Allerseelen ist als Musikprojekt fernab des Mainstreams geradezu eine Legende. Musikalisch im Ritual Industrial verwurzelt, hat man einen eigenen, vielseitig schillernden Stil gefunden, der immer wieder neue Elemente zuläßt und sich gleichzeitig treu bleibt. Doch neben der Musik hat auch das wache Auge moderner Hexenjäger Allerseelen einige Aufmerksamkeit beschert. Das neue Album „Toteninsel“ nehmen wir zum Anlaß, Mastermind Gerhard Hallstatt einige Fragen zu stellen.
Gerhard, beginnen wir doch gleich mit dem aktuellen Anlaß für dieses Interview, Deinem neuen Album „Toteninsel“. Was erwartet den Hörer?

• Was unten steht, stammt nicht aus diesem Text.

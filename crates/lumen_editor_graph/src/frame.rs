// SPDX-License-Identifier: MIT OR Apache-2.0
//! Frame group containers.
//!
//! A frame owns a subset of nodes and can collapse to a single band. While
//! collapsed, interior ports that are exposed or carry a boundary-crossing
//! link are proxied by frame ports distributed over Top/Middle/Bottom band
//! slots, so external links attach to the frame edge instead of a hidden
//! node.

use crate::id::{FrameId, NodeId, PortId};
use crate::port::PortDirection;
use egui::{Pos2, Rect, Vec2};
use serde::{Deserialize, Serialize};
use std::collections::BTreeSet;

/// Width of a collapsed frame band, independent of content
pub const COLLAPSED_FRAME_WIDTH: f32 = 220.0;
/// Height of a collapsed frame band
pub const COLLAPSED_FRAME_HEIGHT: f32 = 110.0;
/// Hard minimum frame width
pub const MIN_FRAME_WIDTH: f32 = 160.0;
/// Hard minimum frame height
pub const MIN_FRAME_HEIGHT: f32 = 120.0;
/// Per-line height reserved for comment text
pub const COMMENT_LINE_HEIGHT: f32 = 16.0;
/// Approximate character advance used to size comment text
pub const COMMENT_CHAR_WIDTH: f32 = 7.0;
/// Frame header band height
pub const FRAME_HEADER_HEIGHT: f32 = 28.0;

/// Vertical slot group along a collapsed frame edge
#[derive(Debug, Clone, Copy, PartialEq, Eq, Serialize, Deserialize)]
pub enum Band {
    /// Upper third of the band
    Top,
    /// Middle third
    Middle,
    /// Lower third
    Bottom,
}

impl Band {
    /// Distribute slot `index` of `total` into a band by thirds
    pub fn for_slot(index: usize, total: usize) -> Self {
        if total <= 1 {
            return Self::Middle;
        }
        let third = (total + 2) / 3;
        if index < third {
            Self::Top
        } else if index < total - third {
            Self::Middle
        } else {
            Self::Bottom
        }
    }
}

/// Proxy for an interior port, shown on a collapsed frame's boundary.
#[derive(Debug, Clone, PartialEq, Eq)]
pub struct FramePort {
    /// Unique id of the proxy marker itself
    pub id: PortId,
    /// The interior node port this marker delegates to
    pub inner: PortId,
    /// Side of the frame the marker sits on
    pub direction: PortDirection,
    /// Band group along the edge
    pub band: Band,
    /// Slot index within the full edge sequence
    pub slot: usize,
}

/// One of the eight compass resize handles on a frame border.
#[derive(Debug, Clone, Copy, PartialEq, Eq)]
pub enum ResizeHandle {
    /// Top edge
    N,
    /// Top-right corner
    NE,
    /// Right edge
    E,
    /// Bottom-right corner
    SE,
    /// Bottom edge
    S,
    /// Bottom-left corner
    SW,
    /// Left edge
    W,
    /// Top-left corner
    NW,
}

impl ResizeHandle {
    /// All handles, clockwise from north
    pub const ALL: [ResizeHandle; 8] = [
        Self::N,
        Self::NE,
        Self::E,
        Self::SE,
        Self::S,
        Self::SW,
        Self::W,
        Self::NW,
    ];

    /// Whether this handle moves the left edge
    pub fn affects_left(self) -> bool {
        matches!(self, Self::W | Self::NW | Self::SW)
    }

    /// Whether this handle moves the right edge
    pub fn affects_right(self) -> bool {
        matches!(self, Self::E | Self::NE | Self::SE)
    }

    /// Whether this handle moves the top edge
    pub fn affects_top(self) -> bool {
        matches!(self, Self::N | Self::NE | Self::NW)
    }

    /// Whether this handle moves the bottom edge
    pub fn affects_bottom(self) -> bool {
        matches!(self, Self::S | Self::SE | Self::SW)
    }
}

/// A resizable group container for nodes.
#[derive(Debug, Clone)]
pub struct Frame {
    /// Unique frame ID
    pub id: FrameId,
    /// Title shown in the header
    pub name: String,
    /// Header/band tint
    pub color: [u8; 3],
    /// Current bounds in graph space (band bounds while collapsed)
    pub bounds: Rect,
    /// Whether the frame is collapsed to its band
    pub collapsed: bool,
    /// Ids of enclosed nodes
    pub nodes: BTreeSet<NodeId>,
    /// Input-side frame ports, present while collapsed
    pub input_ports: Vec<FramePort>,
    /// Output-side frame ports, present while collapsed
    pub output_ports: Vec<FramePort>,
    /// Free-form comment text displayed inside the frame
    pub comments: String,
    /// Bounds remembered across a collapse, restored on expand
    pub expanded_bounds: Option<Rect>,
}

impl Frame {
    /// Create an expanded frame with a fresh id
    pub fn new(name: impl Into<String>, bounds: Rect) -> Self {
        Self {
            id: FrameId::fresh(),
            name: name.into(),
            color: [90, 110, 140],
            bounds,
            collapsed: false,
            nodes: BTreeSet::new(),
            input_ports: Vec::new(),
            output_ports: Vec::new(),
            comments: String::new(),
            expanded_bounds: None,
        }
    }

    /// Whether a node is enclosed by this frame
    pub fn contains(&self, node_id: NodeId) -> bool {
        self.nodes.contains(&node_id)
    }

    /// Minimum size, grown to fit the displayed comment text
    pub fn min_size(&self) -> Vec2 {
        let mut width = MIN_FRAME_WIDTH;
        let mut height = MIN_FRAME_HEIGHT;
        if !self.comments.is_empty() {
            let lines = self.comments.lines().count().max(1);
            let longest = self
                .comments
                .lines()
                .map(str::len)
                .max()
                .unwrap_or(0);
            width = width.max(longest as f32 * COMMENT_CHAR_WIDTH + 24.0);
            height = height.max(FRAME_HEADER_HEIGHT + lines as f32 * COMMENT_LINE_HEIGHT + 24.0);
        }
        Vec2::new(width, height)
    }

    /// Move the frame band/bounds by a delta. Enclosed nodes are moved by
    /// the canvas, which owns them.
    pub fn translate(&mut self, delta: Vec2) {
        self.bounds = self.bounds.translate(delta);
        if let Some(expanded) = &mut self.expanded_bounds {
            *expanded = expanded.translate(delta);
        }
    }

    /// Drag one resize handle by a delta, clamped to the minimum size
    pub fn resize(&mut self, handle: ResizeHandle, delta: Vec2) {
        let min = self.min_size();
        let mut r = self.bounds;
        if handle.affects_left() {
            r.min.x = (r.min.x + delta.x).min(r.max.x - min.x);
        }
        if handle.affects_right() {
            r.max.x = (r.max.x + delta.x).max(r.min.x + min.x);
        }
        if handle.affects_top() {
            r.min.y = (r.min.y + delta.y).min(r.max.y - min.y);
        }
        if handle.affects_bottom() {
            r.max.y = (r.max.y + delta.y).max(r.min.y + min.y);
        }
        self.bounds = r;
    }

    /// Swap bounds to the collapsed band. Frame ports are computed by the
    /// canvas, which can see the links.
    pub(crate) fn apply_collapse(&mut self) {
        self.expanded_bounds = Some(self.bounds);
        self.bounds = Rect::from_min_size(
            self.bounds.min,
            Vec2::new(COLLAPSED_FRAME_WIDTH, COLLAPSED_FRAME_HEIGHT),
        );
        self.collapsed = true;
    }

    /// Restore the expanded bounds and drop the frame-port proxies
    pub(crate) fn apply_expand(&mut self) {
        if let Some(expanded) = self.expanded_bounds.take() {
            self.bounds = expanded;
        }
        self.collapsed = false;
        self.input_ports.clear();
        self.output_ports.clear();
    }

    /// Find a frame port (either side) by its proxy id
    pub fn frame_port(&self, proxy_id: PortId) -> Option<&FramePort> {
        self.input_ports
            .iter()
            .find(|p| p.id == proxy_id)
            .or_else(|| self.output_ports.iter().find(|p| p.id == proxy_id))
    }

    /// Anchor of a frame port marker on the collapsed band edge
    pub fn frame_port_anchor(&self, port: &FramePort) -> Pos2 {
        let side = match port.direction {
            PortDirection::Input => &self.input_ports,
            PortDirection::Output => &self.output_ports,
        };
        let total = side.len().max(1);
        let step = (self.bounds.height() - FRAME_HEADER_HEIGHT) / (total as f32 + 1.0);
        let y = self.bounds.min.y + FRAME_HEADER_HEIGHT + step * (port.slot as f32 + 1.0);
        let x = match port.direction {
            PortDirection::Input => self.bounds.min.x,
            PortDirection::Output => self.bounds.max.x,
        };
        Pos2::new(x, y)
    }

    /// Rect of one resize handle, in graph space
    pub fn handle_rect(&self, handle: ResizeHandle, size: f32) -> Rect {
        let r = self.bounds;
        let center = match handle {
            ResizeHandle::N => Pos2::new(r.center().x, r.min.y),
            ResizeHandle::NE => Pos2::new(r.max.x, r.min.y),
            ResizeHandle::E => Pos2::new(r.max.x, r.center().y),
            ResizeHandle::SE => Pos2::new(r.max.x, r.max.y),
            ResizeHandle::S => Pos2::new(r.center().x, r.max.y),
            ResizeHandle::SW => Pos2::new(r.min.x, r.max.y),
            ResizeHandle::W => Pos2::new(r.min.x, r.center().y),
            ResizeHandle::NW => Pos2::new(r.min.x, r.min.y),
        };
        Rect::from_center_size(center, Vec2::splat(size))
    }
}

#[cfg(test)]
mod tests {
    use super::*;

    fn frame() -> Frame {
        Frame::new("Group", Rect::from_min_size(Pos2::ZERO, Vec2::new(400.0, 300.0)))
    }

    #[test]
    fn test_band_distribution_by_thirds() {
        assert_eq!(Band::for_slot(0, 1), Band::Middle);
        let bands: Vec<Band> = (0..6).map(|i| Band::for_slot(i, 6)).collect();
        assert_eq!(
            bands,
            vec![
                Band::Top,
                Band::Top,
                Band::Middle,
                Band::Middle,
                Band::Bottom,
                Band::Bottom
            ]
        );
    }

    #[test]
    fn test_collapse_and_expand_restore_bounds() {
        let mut f = frame();
        let original = f.bounds;
        f.apply_collapse();
        assert!(f.collapsed);
        assert_eq!(f.bounds.width(), COLLAPSED_FRAME_WIDTH);
        f.apply_expand();
        assert!(!f.collapsed);
        assert_eq!(f.bounds, original);
    }

    #[test]
    fn test_resize_clamps_to_min_size() {
        let mut f = frame();
        f.resize(ResizeHandle::SE, Vec2::new(-1000.0, -1000.0));
        assert!(f.bounds.width() >= MIN_FRAME_WIDTH);
        assert!(f.bounds.height() >= MIN_FRAME_HEIGHT);
    }

    #[test]
    fn test_min_size_grows_with_comments() {
        let mut f = frame();
        let plain = f.min_size();
        f.comments = (0..12)
            .map(|i| format!("comment line number {i} with some detail"))
            .collect::<Vec<_>>()
            .join("\n");
        let grown = f.min_size();
        assert!(grown.y > plain.y);
        assert!(grown.x > plain.x);
    }

    #[test]
    fn test_resize_from_west_moves_left_edge_only() {
        let mut f = frame();
        let before = f.bounds;
        f.resize(ResizeHandle::W, Vec2::new(-50.0, 0.0));
        assert_eq!(f.bounds.min.x, before.min.x - 50.0);
        assert_eq!(f.bounds.max.x, before.max.x);
        assert_eq!(f.bounds.min.y, before.min.y);
    }
}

Die neue Allerseelen-CD „Toteninsel“ ist unter anderem beeinflußt von dem berühmten Gemälde von Arnold Böcklin. Dabei hat mich allerdings nicht nur Böcklin als Maler fasziniert, sondern auch Böcklin als Flugpionier. Ich war sehr überrascht, als ich vor einigen Jahren herausgefunden habe, daß er in Berlin und Rom auch Flugversuche unternommen hat mit selbstgebauten Maschinen.
Mich faszinieren ja Visionäre, unabhängig davon, ob sie letzten Endes erfolgreich sind oder scheitern. Mich beeindruckt an ihnen das oft Magische und das manchmal Tragische. Von Allerseelen gab es auch schon in der Vergangenheit einige Lieder zum Thema Ikarus, ein Held, der zu sehr in die Sonne verliebt war, der zu hoch hinaus wollte. Böcklin allerdings gelang es, seine Versuche ohne gröbere Verletzungen zu überstehen.
Musikalisch ist die Tonkunst von Allerseelen wie immer sehr schwer zu beschreiben – nicht nur jede Veröffentlichung, auch jedes einzelne Lied ist im Grunde eine eigene Welt. Da gibt es keine Schublade, in die Allerseelen passen würde, und das ist gut so. Ein anderer wichtiger Einfluß für diese CD ist auch „Das Siebente Siegel“ von Ingmar Bergman. So haben wir im Lied „Antonius Block“ – der Name jenes Ritters, der mit dem Tod Schach spielt – auch die Geräusche der Schachfiguren aus dem Film als Rhythmus-Element eingebaut.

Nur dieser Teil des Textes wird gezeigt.